During the COVID-19 pandemic, restricted hospital visitation policies were implemented to reduce the spread of the viral infection. As a result, telephone has become the main communication method despite the complexity of the elderly patients' medical and psychosocial issues. This has heightened anxiety and reduced satisfaction among patients and their families. This quality improvement project aimed at improving communication with patients' families. We introduced several strategies with the aim to update patients' families within 48 hours of admission and then at least once a week during patient's journey from admission to discharge.

Method

Retrospectively, all patients who were admitted to the ACM ward during the study period were included. Multiple Plan-Do-Study-Act (PDSA) cycles were implemented. As the first intervention, we added a new section on "Update patients' families" in our weekly harm free care document to identify patients' families who were not updated. Also, reminder emails were sent to all medical doctors to ensure that we record all discussions with families using "Discussions with patients and families' document". As the second intervention, a poster on "Harm Free Thursday and Update Friday" was displayed in the doctor's office. Face-to-face education was provided to new trainees to emphasise the importance of good communication with patients' families.
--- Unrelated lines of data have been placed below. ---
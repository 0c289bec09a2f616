//! Property-based checks of the filter, grouping and summary stages.

use proptest::prelude::*;
use sales_report::analysis::group::{group_by, GroupSort};
use sales_report::analysis::summary::{summarize, SummaryStats};
use sales_report::data::filter::{apply, Comparison, FilterSpec, Predicate};
use sales_report::{Dataset, Value};

const REGIONS: [&str; 4] = ["North", "South", "East", "West"];

/// A measure cell: mostly numbers, sometimes missing or junk.
fn cell() -> impl Strategy<Value = Value> {
    prop_oneof![
        8 => (0.0..5000.0f64).prop_map(Value::Number),
        1 => Just(Value::Missing),
        1 => Just(Value::Text("n/a".into())),
    ]
}

fn dataset() -> impl Strategy<Value = Dataset> {
    prop::collection::vec((0..REGIONS.len(), cell()), 0..40).prop_map(|rows| {
        Dataset::from_rows(
            &["Region", "Sales"],
            rows.into_iter()
                .map(|(r, v)| vec![Value::from(REGIONS[r]), v])
                .collect(),
        )
        .unwrap()
    })
}

fn spec() -> impl Strategy<Value = FilterSpec> {
    let op = prop_oneof![
        Just(Comparison::Gt),
        Just(Comparison::Ge),
        Just(Comparison::Lt),
        Just(Comparison::Le),
        Just(Comparison::Eq),
    ];
    let compare = (op, 0.0..5000.0f64).prop_map(|(op, t)| Predicate::compare("Sales", op, t));
    let member = prop::sample::subsequence(REGIONS.to_vec(), 0..=REGIONS.len())
        .prop_map(|set| Predicate::in_set("Region", set));
    prop::collection::vec(prop_oneof![compare, member], 0..4).prop_map(FilterSpec::new)
}

proptest! {
    /// Filtering keeps an order-preserving subsequence of the input rows.
    #[test]
    fn filter_is_ordered_subset(ds in dataset(), spec in spec()) {
        let out = apply(&ds, &spec).unwrap().dataset;
        let rows: Vec<usize> = out.records().iter().map(|r| r.row).collect();
        prop_assert!(rows.windows(2).all(|w| w[0] < w[1]));
        for record in out.records() {
            prop_assert_eq!(record, &ds.records()[record.row]);
        }
    }

    #[test]
    fn filter_is_idempotent(ds in dataset(), spec in spec()) {
        let once = apply(&ds, &spec).unwrap().dataset;
        let twice = apply(&once, &spec).unwrap().dataset;
        prop_assert_eq!(once, twice);
    }

    /// Groups are disjoint and together cover every record.
    #[test]
    fn groups_partition_rows(ds in dataset()) {
        let groups = group_by(&ds, &["Region"], "Sales", GroupSort::TotalDesc).unwrap();
        let rows: usize = groups.iter().map(|g| g.rows).sum();
        prop_assert_eq!(rows, ds.len());
        let mut labels: Vec<&str> = groups.iter().map(|g| g.label.as_str()).collect();
        labels.sort_unstable();
        labels.dedup();
        prop_assert_eq!(labels.len(), groups.len());
        prop_assert!(groups.windows(2).all(|w| w[0].stats.sum >= w[1].stats.sum));
    }

    #[test]
    fn summary_counts_every_cell(ds in dataset()) {
        let stats = summarize(&ds, "Sales").unwrap();
        prop_assert_eq!(stats.count + stats.skipped, ds.len());
        if stats.count == 0 {
            prop_assert_eq!(stats, SummaryStats { skipped: stats.skipped, ..SummaryStats::default() });
        } else {
            prop_assert!(stats.min <= stats.mean + 1e-9 && stats.mean <= stats.max + 1e-9);
        }
    }
}

#[test]
fn empty_view_summary_is_zero() {
    let ds = Dataset::from_rows(&["Region", "Sales"], Vec::new()).unwrap();
    assert_eq!(summarize(&ds, "Sales").unwrap(), SummaryStats::default());
}
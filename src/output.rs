use std::fmt::Write as _;
use std::fs::File;
use std::io::{BufWriter, Write as _};
use std::path::Path;

use anyhow::{Context, Result};

use crate::data::model::Dataset;
use crate::report::ReportSummary;

const RULE_WIDTH: usize = 60;

// ---------------------------------------------------------------------------
// Console
// ---------------------------------------------------------------------------

/// `1234567.891` → `1,234,567.89`
pub fn format_amount(value: f64) -> String {
    let negative = value < 0.0;
    let fixed = format!("{:.2}", value.abs());
    let (int_part, frac_part) = fixed.split_once('.').unwrap_or((fixed.as_str(), "00"));
    let mut grouped = String::with_capacity(int_part.len() + int_part.len() / 3);
    for (i, ch) in int_part.chars().enumerate() {
        if i > 0 && (int_part.len() - i) % 3 == 0 {
            grouped.push(',');
        }
        grouped.push(ch);
    }
    format!("{}{grouped}.{frac_part}", if negative { "-" } else { "" })
}

/// Executive summary block for the terminal.
pub fn render_console(report: &ReportSummary) -> String {
    let rule = "=".repeat(RULE_WIDTH);
    let mut out = String::new();
    // Writing to a String cannot fail.
    let _ = render_into(&mut out, report, &rule);
    out
}

fn render_into(out: &mut String, report: &ReportSummary, rule: &str) -> std::fmt::Result {
    writeln!(out, "{rule}")?;
    writeln!(out, "SALES REPORT - EXECUTIVE SUMMARY")?;
    writeln!(out, "{rule}")?;
    writeln!(out, "Generated at: {}", report.generated_at)?;
    writeln!(out, "Records processed: {}", report.original.records)?;
    writeln!(out, "Records qualified: {}", report.filtered.records)?;
    writeln!(out, "Filter: {}", report.filter.description)?;
    if report.validation.duplicate_rows > 0 {
        writeln!(out, "Duplicate rows: {}", report.validation.duplicate_rows)?;
    }

    writeln!(out)?;
    writeln!(out, "TOTAL SALES:")?;
    writeln!(out, "   Total: {}", format_amount(report.original.stats.sum))?;
    writeln!(out, "   Mean:  {}", format_amount(report.original.stats.mean))?;

    if report.filtered.records > 0 {
        writeln!(out)?;
        writeln!(out, "QUALIFIED SALES:")?;
        writeln!(out, "   Total: {}", format_amount(report.filtered.stats.sum))?;
        writeln!(out, "   Mean:  {}", format_amount(report.filtered.stats.mean))?;
        writeln!(out, "   Largest sale: {}", format_amount(report.filtered.stats.max))?;
        if let Some(h) = &report.filtered.highlights {
            writeln!(
                out,
                "   Top customer: {} ({:.1}% of total, {} above mean)",
                h.top_entity, h.top_share_pct, h.above_mean
            )?;
        }
    } else {
        writeln!(out)?;
        match report.filter.threshold {
            Some(t) => writeln!(out, "No sale meets the minimum of {}", format_amount(t))?,
            None => writeln!(out, "No sale passes the filter")?,
        }
    }

    if let Some(grouping) = &report.grouping {
        writeln!(out)?;
        writeln!(out, "BY {}:", grouping.keys.join(" / ").to_uppercase())?;
        for g in &grouping.groups {
            writeln!(
                out,
                "   {:<20} {:>16}  ({} rows, mean {})",
                g.label,
                format_amount(g.stats.sum),
                g.rows,
                format_amount(g.stats.mean)
            )?;
        }
    }

    if let Some(trend) = &report.trend {
        writeln!(out)?;
        writeln!(
            out,
            "TREND: {:?} ({} per step over {} point(s))",
            trend.direction,
            format_amount(trend.model.slope),
            trend.points.len()
        )?;
    }

    if let Some(perf) = &report.performance {
        writeln!(out)?;
        writeln!(out, "GOAL PERFORMANCE:")?;
        writeln!(out, "   Above goal: {}", perf.counts.above)?;
        writeln!(out, "   Near goal:  {}", perf.counts.near)?;
        writeln!(out, "   Below goal: {}", perf.counts.below)?;
        if perf.rejected > 0 {
            writeln!(out, "   Without usable goal: {}", perf.rejected)?;
        }
    }

    writeln!(out, "{rule}")
}

// ---------------------------------------------------------------------------
// Files
// ---------------------------------------------------------------------------

/// Write the rows of `dataset` as CSV with a header row.
pub fn write_filtered_csv(dataset: &Dataset, path: &Path) -> Result<()> {
    let mut writer =
        csv::Writer::from_path(path).with_context(|| format!("creating {}", path.display()))?;
    writer
        .write_record(dataset.schema().names())
        .context("writing CSV header")?;
    for record in dataset.records() {
        writer
            .write_record(record.values.iter().map(|v| v.to_string()))
            .with_context(|| format!("writing row {}", record.row))?;
    }
    writer.flush().context("flushing CSV")?;
    log::info!("filtered rows written to {}", path.display());
    Ok(())
}

/// Write the report as pretty JSON.
pub fn write_summary_json(report: &ReportSummary, path: &Path) -> Result<()> {
    let file = File::create(path).with_context(|| format!("creating {}", path.display()))?;
    let mut writer = BufWriter::new(file);
    serde_json::to_writer_pretty(&mut writer, report).context("serializing report")?;
    writer.flush().context("flushing report")?;
    log::info!("report written to {}", path.display());
    Ok(())
}

#[cfg(test)]
mod tests {
    use super::*;
    use crate::config::Config;
    use crate::report;
    use chrono::NaiveDate;

    fn sample() -> Dataset {
        Dataset::from_rows(
            &["Customer", "Sales"],
            vec![
                vec!["Ana".into(), 1500.0.into()],
                vec!["Bruno".into(), 800.0.into()],
                vec!["Carla".into(), 2000.0.into()],
            ],
        )
        .unwrap()
    }

    fn report_for(config: &Config) -> ReportSummary {
        let now = NaiveDate::from_ymd_opt(2025, 1, 7)
            .unwrap()
            .and_hms_opt(9, 30, 0)
            .unwrap();
        report::run_at(&sample(), config, now).unwrap()
    }

    #[test]
    fn amounts_use_thousands_separators() {
        assert_eq!(format_amount(0.0), "0.00");
        assert_eq!(format_amount(999.999), "1,000.00");
        assert_eq!(format_amount(1234567.891), "1,234,567.89");
        assert_eq!(format_amount(-3500.0), "-3,500.00");
    }

    #[test]
    fn console_summary_lists_qualified_sales() {
        let text = render_console(&report_for(&Config::default()));
        assert!(text.contains("Records processed: 3"));
        assert!(text.contains("Records qualified: 2"));
        assert!(text.contains("Total: 3,500.00"));
        assert!(text.contains("Top customer: Carla"));
    }

    #[test]
    fn console_summary_explains_empty_result() {
        let config = Config {
            filter_threshold: Some(5000.0),
            ..Config::default()
        };
        let text = render_console(&report_for(&config));
        assert!(text.contains("No sale meets the minimum of 5,000.00"));
    }

    #[test]
    fn csv_export_round_trips_rows() {
        let dir = tempfile::tempdir().unwrap();
        let path = dir.path().join("out.csv");
        let filtered = report::execute(&sample(), &Config::default())
            .unwrap()
            .filtered;
        write_filtered_csv(&filtered, &path).unwrap();
        let text = std::fs::read_to_string(&path).unwrap();
        assert_eq!(text, "Customer,Sales\nAna,1500\nCarla,2000\n");
    }

    #[test]
    fn json_export_is_parseable() {
        let dir = tempfile::tempdir().unwrap();
        let path = dir.path().join("report.json");
        write_summary_json(&report_for(&Config::default()), &path).unwrap();
        let json: serde_json::Value =
            serde_json::from_str(&std::fs::read_to_string(&path).unwrap()).unwrap();
        assert_eq!(json["filtered"]["stats"]["sum"], 3500.0);
        assert_eq!(json["generated_at"], "2025-01-07 09:30:00");
        assert_eq!(json["original"]["highlights"]["top_entity"], "Carla");
        assert!(json["grouping"].is_null());
    }
}
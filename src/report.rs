//! Pipeline entry point and the report it produces.
//!
//! ```text
//!   Dataset ─▶ validate ─▶ filter ─┬▶ summarize ──┐
//!                                  ├▶ group_by ───┤
//!                                  ├▶ fit_linear ─┼▶ assemble ─▶ ReportSummary
//!                                  └▶ classify ───┘
//! ```

use chrono::{Local, NaiveDateTime};
use log::{info, warn};
use serde::Serialize;

use crate::analysis::group::{group_by, GroupStats};
use crate::analysis::performance::{classify, Classification};
use crate::analysis::summary::{highlights, summarize, Highlights, SummaryStats};
use crate::analysis::trend::{fit_linear, indexed, series, Direction, SeriesPoint, TrendModel};
use crate::config::Config;
use crate::data::filter::{self, FilterOutcome};
use crate::data::model::Dataset;
use crate::data::validate::{validate, ValidationReport};
use crate::error::Result;

/// Statistics of one dataset view.
#[derive(Debug, Clone, PartialEq, Serialize)]
pub struct ViewSummary {
    pub records: usize,
    pub stats: SummaryStats,
    pub highlights: Option<Highlights>,
}

/// Filter that produced the filtered view.
#[derive(Debug, Clone, PartialEq, Serialize)]
pub struct FilterSummary {
    /// Human-readable conjunction, e.g. `Sales > 1000 AND Region in {North}`.
    pub description: String,
    pub threshold: Option<f64>,
    pub kept: usize,
    pub unusable: usize,
}

#[derive(Debug, Clone, PartialEq, Serialize)]
pub struct TrendSummary {
    pub model: TrendModel,
    pub direction: Direction,
    pub points: Vec<SeriesPoint>,
    pub fitted: Vec<f64>,
}

impl TrendSummary {
    pub fn new(model: TrendModel, points: Vec<SeriesPoint>) -> Self {
        TrendSummary {
            direction: model.direction(),
            fitted: model.predict().collect(),
            model,
            points,
        }
    }
}

#[derive(Debug, Clone, PartialEq, Serialize)]
pub struct GroupingSummary {
    pub keys: Vec<String>,
    pub groups: Vec<GroupStats>,
}

impl GroupingSummary {
    /// First group in the configured order.
    pub fn leading(&self) -> Option<&GroupStats> {
        self.groups.first()
    }
}

/// Everything one run computed. Built only by [`assemble`]; handed by value
/// to presentation code.
#[derive(Debug, Clone, PartialEq, Serialize)]
pub struct ReportSummary {
    pub generated_at: String,
    pub measure_column: String,
    pub validation: ValidationReport,
    pub filter: FilterSummary,
    pub original: ViewSummary,
    pub filtered: ViewSummary,
    /// Filtered total minus original total.
    pub total_delta: f64,
    pub grouping: Option<GroupingSummary>,
    pub trend: Option<TrendSummary>,
    pub performance: Option<Classification>,
}

/// Already-computed stage outputs, gathered for [`assemble`].
#[derive(Debug, Clone)]
pub struct StageOutputs {
    pub measure_column: String,
    pub validation: ValidationReport,
    pub filter: FilterSummary,
    pub original: ViewSummary,
    pub filtered: ViewSummary,
    pub grouping: Option<GroupingSummary>,
    pub trend: Option<TrendSummary>,
    pub performance: Option<Classification>,
}

/// Package stage outputs with a timestamp. No recomputation happens here.
pub fn assemble(outputs: StageOutputs, generated_at: NaiveDateTime, date_format: &str) -> ReportSummary {
    let StageOutputs {
        measure_column,
        validation,
        filter,
        original,
        filtered,
        grouping,
        trend,
        performance,
    } = outputs;
    ReportSummary {
        generated_at: generated_at.format(date_format).to_string(),
        measure_column,
        validation,
        filter,
        total_delta: filtered.stats.sum - original.stats.sum,
        original,
        filtered,
        grouping,
        trend,
        performance,
    }
}

/// A report together with the filtered rows its stages consumed.
#[derive(Debug, Clone)]
pub struct ReportRun {
    pub summary: ReportSummary,
    pub filtered: Dataset,
}

/// Highlights need the entity column; without it the view has none.
fn view_summary(dataset: &Dataset, config: &Config, with_entity: bool) -> Result<ViewSummary> {
    let highlights = if with_entity {
        highlights(dataset, &config.entity_column, &config.measure_column)?
    } else {
        None
    };
    Ok(ViewSummary {
        records: dataset.len(),
        stats: summarize(dataset, &config.measure_column)?,
        highlights,
    })
}

/// Run every stage over `dataset` and assemble the report, timestamped now.
pub fn run(dataset: &Dataset, config: &Config) -> Result<ReportSummary> {
    run_at(dataset, config, Local::now().naive_local())
}

/// [`run`] with an explicit timestamp.
pub fn run_at(dataset: &Dataset, config: &Config, now: NaiveDateTime) -> Result<ReportSummary> {
    execute_at(dataset, config, now).map(|run| run.summary)
}

/// Like [`run`], but also hands back the filtered rows for export.
pub fn execute(dataset: &Dataset, config: &Config) -> Result<ReportRun> {
    execute_at(dataset, config, Local::now().naive_local())
}

/// [`execute`] with an explicit timestamp.
pub fn execute_at(dataset: &Dataset, config: &Config, now: NaiveDateTime) -> Result<ReportRun> {
    config.validate()?;
    let thresholds = config.tier_thresholds()?;

    let validation = validate(dataset, &config.validation_rules())?;

    let spec = config.filter_spec();
    let FilterOutcome {
        dataset: filtered,
        unusable,
    } = filter::apply(dataset, &spec)?;
    info!("filter applied: {spec}");
    info!("records kept: {}/{}", filtered.len(), dataset.len());
    if unusable > 0 {
        warn!("{unusable} record(s) dropped for unusable filter cells");
    }

    let with_entity = dataset.schema().contains(&config.entity_column);
    if !with_entity {
        warn!(
            "entity column '{}' not found, highlights skipped",
            config.entity_column
        );
    }
    let original = view_summary(dataset, config, with_entity)?;
    let filtered_summary = view_summary(&filtered, config, with_entity)?;

    let grouping = if config.group_keys.is_empty() {
        None
    } else {
        let groups = group_by(
            &filtered,
            &config.group_keys,
            &config.measure_column,
            config.group_sort,
        )?;
        Some(GroupingSummary {
            keys: config.group_keys.clone(),
            groups,
        })
    };

    let trend = if filtered.is_empty() {
        info!("trend skipped: no record passed the filter");
        None
    } else {
        let points = series(&filtered, &config.measure_column, config.date_column.as_deref())?;
        let values: Vec<f64> = points.iter().map(|p| p.value).collect();
        let model = fit_linear(&indexed(&values))?;
        Some(TrendSummary::new(model, points))
    };

    let performance = match &config.target_column {
        Some(target) => Some(classify(
            &filtered,
            &config.measure_column,
            target,
            &thresholds,
        )?),
        None => None,
    };

    let summary = assemble(
        StageOutputs {
            measure_column: config.measure_column.clone(),
            validation,
            filter: FilterSummary {
                description: spec.to_string(),
                threshold: config.filter_threshold,
                kept: filtered.len(),
                unusable,
            },
            original,
            filtered: filtered_summary,
            grouping,
            trend,
            performance,
        },
        now,
        &config.date_format,
    );
    Ok(ReportRun { summary, filtered })
}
Data was collected from electronic patient record (EPR) and Microsoft Excel was used for data collection and analysis.

Results

189 patients were included in the baseline audit which showed that only 49% of patients' families were updated weekly throughout the admission. Compliance in communication with families after the first and second cycle was 62% and 69% respectively. Following the second PDSA cycle, the percentage of patients' families who were updated within 48 hours of admission increased from 50% to 56%.

Conclusion

The project showed significant improvement in communication with patients' families with each cycle.